Work required: Your task is to copy each line of the material that includes "Exit".

Materials provided:
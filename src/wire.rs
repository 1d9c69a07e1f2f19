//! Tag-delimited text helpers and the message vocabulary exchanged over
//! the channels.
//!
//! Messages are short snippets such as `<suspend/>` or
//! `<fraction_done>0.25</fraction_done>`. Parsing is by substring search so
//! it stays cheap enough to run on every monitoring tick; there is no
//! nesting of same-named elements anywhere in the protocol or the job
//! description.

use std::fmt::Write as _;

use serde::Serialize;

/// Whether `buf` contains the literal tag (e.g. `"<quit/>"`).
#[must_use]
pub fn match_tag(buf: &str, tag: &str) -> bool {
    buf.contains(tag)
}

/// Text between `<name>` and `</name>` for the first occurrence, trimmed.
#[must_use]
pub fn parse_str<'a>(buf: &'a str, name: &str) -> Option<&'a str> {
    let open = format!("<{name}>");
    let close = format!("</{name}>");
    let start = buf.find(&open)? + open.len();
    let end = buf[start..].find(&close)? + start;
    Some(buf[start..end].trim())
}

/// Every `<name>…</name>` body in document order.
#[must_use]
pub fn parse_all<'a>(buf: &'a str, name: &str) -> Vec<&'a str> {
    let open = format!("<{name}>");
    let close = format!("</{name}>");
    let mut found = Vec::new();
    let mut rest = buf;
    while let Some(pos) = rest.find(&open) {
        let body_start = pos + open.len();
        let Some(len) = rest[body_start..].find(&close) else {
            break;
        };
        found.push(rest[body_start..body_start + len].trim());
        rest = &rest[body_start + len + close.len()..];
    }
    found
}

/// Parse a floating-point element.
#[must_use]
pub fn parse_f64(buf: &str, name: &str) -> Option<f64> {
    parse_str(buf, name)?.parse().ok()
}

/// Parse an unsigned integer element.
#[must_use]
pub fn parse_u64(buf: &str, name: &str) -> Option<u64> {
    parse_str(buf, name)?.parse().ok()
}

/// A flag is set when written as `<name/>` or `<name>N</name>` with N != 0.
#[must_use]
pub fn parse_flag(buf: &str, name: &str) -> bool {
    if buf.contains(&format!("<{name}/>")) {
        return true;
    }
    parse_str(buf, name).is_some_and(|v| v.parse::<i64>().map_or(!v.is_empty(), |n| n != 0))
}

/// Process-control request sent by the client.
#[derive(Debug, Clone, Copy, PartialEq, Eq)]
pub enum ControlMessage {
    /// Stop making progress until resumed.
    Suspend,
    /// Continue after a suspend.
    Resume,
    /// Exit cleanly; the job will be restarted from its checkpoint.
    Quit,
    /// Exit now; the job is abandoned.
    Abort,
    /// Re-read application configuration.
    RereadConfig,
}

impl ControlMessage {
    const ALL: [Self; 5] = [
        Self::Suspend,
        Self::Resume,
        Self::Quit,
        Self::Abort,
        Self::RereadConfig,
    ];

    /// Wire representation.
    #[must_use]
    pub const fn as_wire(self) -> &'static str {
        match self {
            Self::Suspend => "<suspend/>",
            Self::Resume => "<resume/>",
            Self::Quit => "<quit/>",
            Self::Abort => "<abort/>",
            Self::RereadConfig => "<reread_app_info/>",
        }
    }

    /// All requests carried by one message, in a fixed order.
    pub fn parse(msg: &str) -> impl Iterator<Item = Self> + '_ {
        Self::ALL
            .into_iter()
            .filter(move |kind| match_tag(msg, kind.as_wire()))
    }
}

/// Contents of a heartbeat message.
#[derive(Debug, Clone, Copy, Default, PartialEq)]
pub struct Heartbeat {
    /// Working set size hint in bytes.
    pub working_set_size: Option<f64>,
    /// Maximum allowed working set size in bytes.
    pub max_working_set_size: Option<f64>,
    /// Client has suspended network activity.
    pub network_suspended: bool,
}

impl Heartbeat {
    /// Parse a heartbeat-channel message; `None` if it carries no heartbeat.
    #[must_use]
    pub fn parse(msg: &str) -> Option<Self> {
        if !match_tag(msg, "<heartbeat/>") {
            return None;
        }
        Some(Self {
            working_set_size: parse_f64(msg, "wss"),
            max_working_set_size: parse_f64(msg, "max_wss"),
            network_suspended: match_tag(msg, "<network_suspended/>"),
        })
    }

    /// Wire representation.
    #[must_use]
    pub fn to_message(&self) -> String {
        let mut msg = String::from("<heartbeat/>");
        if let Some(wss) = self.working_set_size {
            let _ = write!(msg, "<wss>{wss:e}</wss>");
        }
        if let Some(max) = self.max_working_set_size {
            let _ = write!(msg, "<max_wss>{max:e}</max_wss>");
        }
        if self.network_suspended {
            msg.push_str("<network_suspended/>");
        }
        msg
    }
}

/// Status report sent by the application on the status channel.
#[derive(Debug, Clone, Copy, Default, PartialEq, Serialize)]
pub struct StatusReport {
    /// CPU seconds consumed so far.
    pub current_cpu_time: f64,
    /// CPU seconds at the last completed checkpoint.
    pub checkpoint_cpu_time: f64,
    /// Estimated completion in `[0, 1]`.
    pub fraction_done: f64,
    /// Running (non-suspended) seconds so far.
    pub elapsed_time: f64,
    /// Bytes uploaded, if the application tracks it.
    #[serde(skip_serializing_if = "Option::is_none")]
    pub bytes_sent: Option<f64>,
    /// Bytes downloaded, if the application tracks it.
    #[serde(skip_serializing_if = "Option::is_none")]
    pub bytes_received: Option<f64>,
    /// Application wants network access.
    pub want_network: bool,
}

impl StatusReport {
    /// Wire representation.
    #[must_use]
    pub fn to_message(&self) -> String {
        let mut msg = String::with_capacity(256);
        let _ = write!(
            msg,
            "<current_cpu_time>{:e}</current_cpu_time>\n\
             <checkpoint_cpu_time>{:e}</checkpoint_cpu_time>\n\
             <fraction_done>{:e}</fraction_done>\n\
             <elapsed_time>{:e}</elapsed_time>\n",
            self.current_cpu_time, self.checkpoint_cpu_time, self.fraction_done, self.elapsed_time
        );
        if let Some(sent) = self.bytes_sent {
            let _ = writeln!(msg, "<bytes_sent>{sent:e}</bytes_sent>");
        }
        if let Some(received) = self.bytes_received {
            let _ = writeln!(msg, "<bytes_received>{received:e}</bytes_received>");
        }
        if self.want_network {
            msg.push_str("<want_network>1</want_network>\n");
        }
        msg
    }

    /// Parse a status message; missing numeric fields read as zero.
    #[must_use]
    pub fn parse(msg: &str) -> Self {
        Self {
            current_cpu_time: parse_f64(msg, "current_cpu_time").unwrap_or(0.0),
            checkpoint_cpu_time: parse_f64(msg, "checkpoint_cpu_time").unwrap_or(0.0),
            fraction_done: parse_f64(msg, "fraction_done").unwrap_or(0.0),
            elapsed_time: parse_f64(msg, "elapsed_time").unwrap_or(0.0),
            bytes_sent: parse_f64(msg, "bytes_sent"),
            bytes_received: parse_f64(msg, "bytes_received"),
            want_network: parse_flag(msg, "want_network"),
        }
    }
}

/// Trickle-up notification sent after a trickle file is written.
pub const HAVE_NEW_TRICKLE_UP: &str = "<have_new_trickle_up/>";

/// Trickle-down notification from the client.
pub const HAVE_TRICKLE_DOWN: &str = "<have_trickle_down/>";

Written reply:
    /// Exit cleanly; the job will be restarted from its checkpoint.
    /// Exit now; the job is abandoned.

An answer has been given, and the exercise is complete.